« Cru » de Mathilde Monnier et Alain Rigout

Bagnolet 1985
Prix du Ministère de la Culture
Avec : Mathilde Monnier, Eric Rond de Pierre, Hélène Desplat, Sylvie Giron


La chose s’est produite samedi vers 17h et environ deux heures plus tard le lendemain : face au public, Mathilde Monnier, Hélène Desplat, Sylvie Giron pour les danseuses ; Eric Rond de Pierre pour le comédien. Ces quatre corps possédés par une gestuelle hystérique, les sourcils ponctuant chaque tic. Le comédien, l’air ahuri, chausse un gant. Suspense sans cause. Une serpillière fait son entrée frénétiquement. Puis c’est le tour d’un plumeau virtuose. Enfin, une bouteille rouge sang roule dans un chiffon à poussière. Un univers d’arrière-cuisine que confirment, sur les cuisses des danseurs, des jarretières festonnées de fourchettes et de couteaux. A décortiquer la bande-son, mijotée par Ghédalia Tazartès, on découvre, sous une corde de piano fixée à une guitare électrique, le son minimal de baguettes de restaurant chinois. Que s’agit-il donc d’ingurgiter ? Rien de véritablement comestible, si ce n’est ce concours lui-même où les danseurs se produisent en s’offrant eux-mêmes en pâture.
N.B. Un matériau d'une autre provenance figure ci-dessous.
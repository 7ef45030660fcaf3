use terminal_size::{terminal_size, Height, Width};

use crate::catalog::Recipe;

/// Render rows as an ASCII table no wider than `termw` columns.
/// Returns the lines without printing so callers (and tests) can inspect them.
pub fn render_table(cols: &[&str], rows: &[Vec<String>], termw: usize) -> Vec<String> {
    let mut widths: Vec<usize> = cols.iter().map(|s| visible_len(s).min(termw)).collect();
    for r in rows {
        for (i, cell) in r.iter().enumerate().take(cols.len()) {
            let w = visible_len(cell);
            if w > widths[i] { widths[i] = w.min(termw); }
        }
    }

    let mut out = Vec::with_capacity(rows.len() + 4);
    let sep = build_separator(&widths);
    out.push(fit_line_to_width(&sep, termw));
    let header: Vec<String> = cols.iter().map(|c| c.to_string()).collect();
    out.push(fit_line_to_width(&build_row_header_colored(&header, &widths), termw));
    out.push(fit_line_to_width(&sep, termw));
    for r in rows {
        out.push(fit_line_to_width(&build_row(r, &widths), termw));
    }
    out.push(fit_line_to_width(&sep, termw));
    out
}

pub fn print_table(cols: &[&str], rows: &[Vec<String>]) {
    if rows.is_empty() {
        println!("(no rows)");
        return;
    }
    let termw = get_terminal_width();
    for line in render_table(cols, rows, termw) {
        println!("{}", line);
    }
    println!("rows: {}", rows.len());
}

pub const RECIPE_COLUMNS: [&str; 5] = ["id", "title", "ingredients", "minutes", "servings"];

pub fn recipe_rows(recipes: &[Recipe]) -> Vec<Vec<String>> {
    recipes
        .iter()
        .map(|r| vec![
            r.id.clone(),
            r.title.clone(),
            r.ingredients.join(", "),
            r.cooking_time.map(|t| t.to_string()).unwrap_or_default(),
            r.servings.map(|s| s.to_string()).unwrap_or_default(),
        ])
        .collect()
}

fn build_separator(widths: &[usize]) -> String {
    let mut s = String::new();
    s.push('+');
    for w in widths {
        s.push_str(&"-".repeat(*w + 2));
        s.push('+');
    }
    s
}

fn build_row(cells: &[String], widths: &[usize]) -> String {
    let mut s = String::new();
    s.push('|');
    for (i, w) in widths.iter().enumerate() {
        let cell = cells.get(i).cloned().unwrap_or_default();
        let (text, align_right) = (truncate(&cell, *w), is_numeric_like(&cell));
        let pad = w.saturating_sub(visible_len(&text));
        s.push(' ');
        if align_right {
            s.push_str(&" ".repeat(pad));
            s.push_str(&text);
        } else {
            s.push_str(&text);
            s.push_str(&" ".repeat(pad));
        }
        s.push_str(" |");
    }
    s
}

// Header names in green; padding is computed on the visible width.
fn build_row_header_colored(cells: &[String], widths: &[usize]) -> String {
    let mut s = String::new();
    s.push('|');
    for (i, w) in widths.iter().enumerate() {
        let cell = cells.get(i).cloned().unwrap_or_default();
        let text = truncate(&cell, *w);
        s.push(' ');
        s.push_str(&format!("\x1b[32m{}\x1b[0m", text));
        s.push_str(&" ".repeat(w.saturating_sub(visible_len(&text))));
        s.push_str(" |");
    }
    s
}

fn truncate(s: &str, max: usize) -> String {
    let len = s.chars().count();
    if len <= max { return s.to_string(); }
    if max <= 1 { return "…".to_string(); }
    s.chars().take(max - 1).collect::<String>() + "…"
}

fn is_numeric_like(s: &str) -> bool {
    let st = s.trim();
    !st.is_empty() && st.chars().all(|c| c.is_ascii_digit())
}

fn get_terminal_width() -> usize {
    match terminal_size() {
        Some((Width(w), Height(_))) if w > 8 => (w - 4) as usize,
        _ => 80,
    }
}

fn fit_line_to_width(s: &str, maxw: usize) -> String {
    if visible_len(s) <= maxw { return s.to_string(); }
    // Cut on visible characters, keeping escape sequences intact, then reset color.
    let mut out = String::new();
    let mut shown = 0usize;
    let mut chars = s.chars().peekable();
    while let Some(ch) = chars.next() {
        if ch == '\x1b' {
            out.push(ch);
            if chars.peek() == Some(&'[') {
                for c in chars.by_ref() {
                    out.push(c);
                    if c.is_ascii_alphabetic() { break; }
                }
            }
            continue;
        }
        if shown + 1 >= maxw { break; }
        out.push(ch);
        shown += 1;
    }
    out.push('…');
    out.push_str("\x1b[0m");
    out
}

/// Count visible chars, skipping ANSI CSI sequences.
fn visible_len(s: &str) -> usize {
    let mut count = 0;
    let mut chars = s.chars().peekable();
    while let Some(ch) = chars.next() {
        if ch == '\x1b' {
            if chars.peek() == Some(&'[') {
                for c in chars.by_ref() {
                    if c.is_ascii_alphabetic() { break; }
                }
            }
            continue;
        }
        count += 1;
    }
    count
}

#[cfg(test)]
mod tests {
    use super::*;

    #[test]
    fn visible_len_skips_ansi() {
        assert_eq!(visible_len("\x1b[32mabc\x1b[0m"), 3);
        assert_eq!(visible_len("héllo"), 5);
    }

    #[test]
    fn table_shape() {
        let rows = vec![vec!["1".to_string(), "Pancakes".to_string()]];
        let lines = render_table(&["id", "title"], &rows, 80);
        assert_eq!(lines.len(), 5);
        assert_eq!(lines[0], "+----+----------+");
        assert_eq!(lines[3], "|  1 | Pancakes |");
    }

    #[test]
    fn long_lines_are_cut_to_width() {
        let rows = vec![vec!["x".repeat(200)]];
        for line in render_table(&["text"], &rows, 40) {
            assert!(visible_len(&line) <= 40, "line too wide: {}", line);
        }
    }

    #[test]
    fn recipe_rows_join_ingredients() {
        let r = Recipe { id: "a".into(), title: "T".into(), ingredients: vec!["egg".into(), "milk".into()], cooking_time: Some(5), ..Default::default() };
        let rows = recipe_rows(&[r]);
        assert_eq!(rows[0][2], "egg, milk");
        assert_eq!(rows[0][3], "5");
        assert_eq!(rows[0][4], "");
    }
}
« Tout est construit sur la viande », déclare Mathilde Monnier. La viande ? Quelle viande ? Un frisson parcourt l’assistance. Car au terme de ce qu’elle et son  complice, Alain Rigout, appellent  « la conversation » - les danseurs sont face à face comme pour un conciliabule – chacun d’eux exhibe de larges entrecôtes. Saignantes pour que personne n’ait de doute sur ce qu’ils représentent : des bêtes à concours donc de la viande ; sur ce qu’ils révèlent : un jury est toujours carnivore. Car à force de voir défiler tant de danseurs, les collants-chair s’évanouissent pour ne laisser apparaître que des corps travaillés par l’exercice quotidien, meurtris par des prouesses techniques obtenues par contrainte. Une aberration. L’idée qu’une compétition de danse ressemble à un concours agricole s’affirme alors. Initialement d’ailleurs, ces chorégraphes avaient illustré leur travail par un texte technique déniché dans un manuel vétérinaire : comment faire d’un taureau un bœuf, le nourrir, le soigner, l’abattre quand il est blessé. L’image de la danseuse classique glissant une escalope dans ses pointes n’est pas étrangère à ce délire d’autopsie de la danse. C’est aussi une mise à mort. Celle d’un jury symboliquement  débité en faux-filet et en plat de côtes. Aucun doute, cette chorégraphie emprunte à la tradition picturale du bœuf écorché et de la nature morte.  Là où l’inanité se fige comme à un tableau de chasse. Une métaphore saisie à point, comme chez Bacon.
« Mais quel est donc votre argument ? » demande-t-on, inquiet, lors d’une première audition. Au cours de la seconde éliminatoire, le jury détourna pudiquement la tête : les steaks juteux dégoulinaient. « Cru », s’exclamèrent alors les candidats. Ils venaient à l’instant d’intituler leur danse sacrificielle. « Bons pour le concours », rétorquèrent alors en chœur les membres de la commission de sélection. Sans voir qu’ils affûtaient eux-mêmes les fléchettes visant la cible dont ils étaient la mire.